The Visionmaker draws a line in the sand to combat disenchantment and calls forward all of the personal power he or she possess–that formidable combination of gifts, talents, knowledge, experience and willpower that funds full engagement. Without that irrevocably drawn line we meet disenchanting conditions at a disadvantage. Our lack of commitment renders us vulnerable and no good can come from such a poor leverage point.
No Visionmaker settles for the tyranny of circumstances. Ralph Waldo Emmerson hits the nail on the head in identifying the problem: "What is the matter with the world that is so out of joint? Simply that men do not rule themselves but let circumstances rule them."
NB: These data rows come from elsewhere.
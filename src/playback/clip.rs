//! Clip decoding and the per-name clip cache.

use std::collections::HashMap;
use std::fs::File;
use std::io::ErrorKind;
use std::path::{Path, PathBuf};
use std::sync::Arc;

use symphonia::core::audio::SampleBuffer;
use symphonia::core::codecs::DecoderOptions;
use symphonia::core::errors::Error as SymphoniaError;
use symphonia::core::formats::FormatOptions;
use symphonia::core::io::MediaSourceStream;
use symphonia::core::meta::MetadataOptions;
use symphonia::core::probe::Hint;
use tracing::{debug, warn};

use crate::error::PlaybackError;

/// File extension of every clip; a move named `jab` plays `jab.mp3`.
pub const CLIP_EXTENSION: &str = "mp3";

/// Decoded audio, interleaved `f32` frames.
#[derive(Debug, Clone, PartialEq)]
pub struct Clip {
    pub samples: Vec<f32>,
    pub channels: usize,
    pub sample_rate: u32,
}

impl Clip {
    pub fn frames(&self) -> usize {
        if self.channels == 0 {
            0
        } else {
            self.samples.len() / self.channels
        }
    }

    /// Convert to the device layout: linear resampling to `rate`, then channel
    /// mapping (mono fans out, mono output averages, extra outputs stay silent).
    pub fn render(&self, channels: usize, rate: u32) -> Vec<f32> {
        let src_frames = self.frames();
        if src_frames == 0 || channels == 0 || rate == 0 {
            return Vec::new();
        }

        let step = f64::from(self.sample_rate) / f64::from(rate);
        let out_frames = ((src_frames as f64) / step).round().max(1.0) as usize;
        let mut out = Vec::with_capacity(out_frames * channels);

        for frame in 0..out_frames {
            let pos = frame as f64 * step;
            let i = (pos.floor() as usize).min(src_frames - 1);
            let j = (i + 1).min(src_frames - 1);
            let t = (pos - i as f64) as f32;
            let at = |ch: usize| {
                let a = self.samples[i * self.channels + ch];
                let b = self.samples[j * self.channels + ch];
                a + (b - a) * t
            };

            if channels == 1 {
                let sum: f32 = (0..self.channels).map(&at).sum();
                out.push(sum / self.channels as f32);
                continue;
            }
            for ch in 0..channels {
                let sample = if self.channels == 1 {
                    at(0)
                } else if ch < self.channels {
                    at(ch)
                } else {
                    0.0
                };
                out.push(sample);
            }
        }
        out
    }
}

/// Decode one clip file with symphonia.
pub fn decode_clip(name: &str, path: &Path) -> Result<Clip, PlaybackError> {
    let file = File::open(path).map_err(|e| match e.kind() {
        ErrorKind::NotFound => PlaybackError::MissingClip {
            name: name.to_string(),
            path: path.to_path_buf(),
        },
        _ => PlaybackError::Io(e),
    })?;
    let mss = MediaSourceStream::new(Box::new(file), Default::default());

    let mut hint = Hint::new();
    if let Some(ext) = path.extension().and_then(|e| e.to_str()) {
        hint.with_extension(ext);
    }

    let decode_err = |source: SymphoniaError| PlaybackError::Decode { name: name.to_string(), source };

    let probed = symphonia::default::get_probe()
        .format(&hint, mss, &FormatOptions::default(), &MetadataOptions::default())
        .map_err(decode_err)?;
    let mut format = probed.format;

    let track = format
        .default_track()
        .ok_or_else(|| PlaybackError::NoTrack(name.to_string()))?;
    let track_id = track.id;
    let params = track.codec_params.clone();

    let mut decoder = symphonia::default::get_codecs()
        .make(&params, &DecoderOptions::default())
        .map_err(decode_err)?;

    let mut sample_rate = params.sample_rate;
    let mut channels = params.channels.map(|c| c.count());
    let mut samples = Vec::new();

    loop {
        let packet = match format.next_packet() {
            Ok(p) => p,
            Err(SymphoniaError::IoError(ref e)) if e.kind() == ErrorKind::UnexpectedEof => break,
            Err(SymphoniaError::ResetRequired) => break,
            Err(e) => return Err(decode_err(e)),
        };

        if packet.track_id() != track_id {
            continue;
        }

        let decoded = match decoder.decode(&packet) {
            Ok(d) => d,
            // A corrupt frame is skipped, the rest of the clip still plays.
            Err(SymphoniaError::DecodeError(msg)) => {
                warn!(clip = name, "skipping undecodable packet: {msg}");
                continue;
            }
            Err(e) => return Err(decode_err(e)),
        };

        let spec = *decoded.spec();
        sample_rate.get_or_insert(spec.rate);
        channels.get_or_insert(spec.channels.count());

        let mut buf = SampleBuffer::<f32>::new(decoded.capacity() as u64, spec);
        buf.copy_interleaved_ref(decoded);
        samples.extend_from_slice(buf.samples());
    }

    match (sample_rate, channels) {
        (Some(sample_rate), Some(channels)) if channels > 0 && !samples.is_empty() => {
            debug!(clip = name, sample_rate, channels, samples = samples.len(), "decoded clip");
            Ok(Clip { samples, channels, sample_rate })
        }
        _ => Err(PlaybackError::NoTrack(name.to_string())),
    }
}

/// Clips addressed by move name inside one directory, decoded once each.
#[derive(Debug)]
pub struct ClipLibrary {
    dir: PathBuf,
    cache: HashMap<String, Arc<Clip>>,
}

impl ClipLibrary {
    pub fn new(dir: impl Into<PathBuf>) -> Self {
        ClipLibrary { dir: dir.into(), cache: HashMap::new() }
    }

    pub fn clip_path(&self, name: &str) -> PathBuf {
        self.dir.join(format!("{name}.{CLIP_EXTENSION}"))
    }

    /// Decoded clip for `name`, from the cache when it was loaded before.
    pub fn load(&mut self, name: &str) -> Result<Arc<Clip>, PlaybackError> {
        if let Some(clip) = self.cache.get(name) {
            return Ok(Arc::clone(clip));
        }
        let clip = Arc::new(decode_clip(name, &self.clip_path(name))?);
        self.cache.insert(name.to_string(), Arc::clone(&clip));
        Ok(clip)
    }

    /// Decode every named clip up front so a bad asset fails before round one.
    pub fn preload<'a>(&mut self, names: impl IntoIterator<Item = &'a str>) -> Result<(), PlaybackError> {
        for name in names {
            self.load(name)?;
        }
        Ok(())
    }

    pub fn cached(&self) -> usize {
        self.cache.len()
    }
}

#[cfg(test)]
mod tests {
    use super::*;

    fn stereo_ramp() -> Clip {
        Clip {
            samples: vec![0.0, 1.0, 0.5, 1.0, 1.0, 1.0],
            channels: 2,
            sample_rate: 100,
        }
    }

    #[test]
    fn render_same_layout_is_identity() {
        let clip = stereo_ramp();
        assert_eq!(clip.render(2, 100), clip.samples);
    }

    #[test]
    fn render_downmixes_to_mono() {
        let clip = stereo_ramp();
        assert_eq!(clip.render(1, 100), vec![0.5, 0.75, 1.0]);
    }

    #[test]
    fn render_fans_mono_out() {
        let clip = Clip { samples: vec![0.25, -0.25], channels: 1, sample_rate: 10 };
        assert_eq!(clip.render(3, 10), vec![0.25, 0.25, 0.25, -0.25, -0.25, -0.25]);
    }

    #[test]
    fn render_upsampling_interpolates() {
        let clip = Clip { samples: vec![0.0, 1.0], channels: 1, sample_rate: 10 };
        let out = clip.render(1, 20);
        assert_eq!(out.len(), 4);
        assert_eq!(out[0], 0.0);
        assert_eq!(out[1], 0.5);
        assert_eq!(out[2], 1.0);
    }

    #[test]
    fn render_empty_clip_is_empty() {
        let clip = Clip { samples: Vec::new(), channels: 2, sample_rate: 48_000 };
        assert!(clip.render(2, 44_100).is_empty());
    }

    #[test]
    fn missing_clip_is_reported_by_name() {
        let dir = tempfile::tempdir().unwrap();
        let mut library = ClipLibrary::new(dir.path());
        match library.load("jab") {
            Err(PlaybackError::MissingClip { name, path }) => {
                assert_eq!(name, "jab");
                assert_eq!(path, dir.path().join("jab.mp3"));
            }
            other => panic!("expected MissingClip, got {other:?}"),
        }
        assert_eq!(library.cached(), 0);
    }

    #[test]
    fn garbage_clip_fails_to_decode() {
        let dir = tempfile::tempdir().unwrap();
        std::fs::write(dir.path().join("jab.mp3"), b"definitely not audio").unwrap();
        let mut library = ClipLibrary::new(dir.path());
        assert!(matches!(
            library.preload(["jab"]),
            Err(PlaybackError::Decode { .. } | PlaybackError::NoTrack(_))
        ));
    }
}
It is easy to slip into the numbing paralysis of disenchantment. The world is filled with all the evidence you need to take the plunge. Disappointment is a normal part of every path. Resilience is necessary to face the trials and tribulations that come from seeing what is true and what is false in the world. Resilience is the ability to withstand and recover quickly from difficult conditions. It is funded by faith in your journey, trust in your own capacity to handle whatever you face, and optimism, the presumption that goodness will win out over time.
Dag Hammarskjold, the former Secretary General of the United Nations, offers us advice for those moments when we flirt with disappointment, disillusionment and disenchantment: "Is life so wretched? Isn't is rather your hands which are too small, your vision which is muddled? You are the one who must grow up."
As Sartre points out, "growing up" requires us to face the world as it is without succumbing to disenchantment. A Visionmaker sees everything–even difficult and disappointing conditions–as a challenge to grow. It is the only means we have to reenchant the world.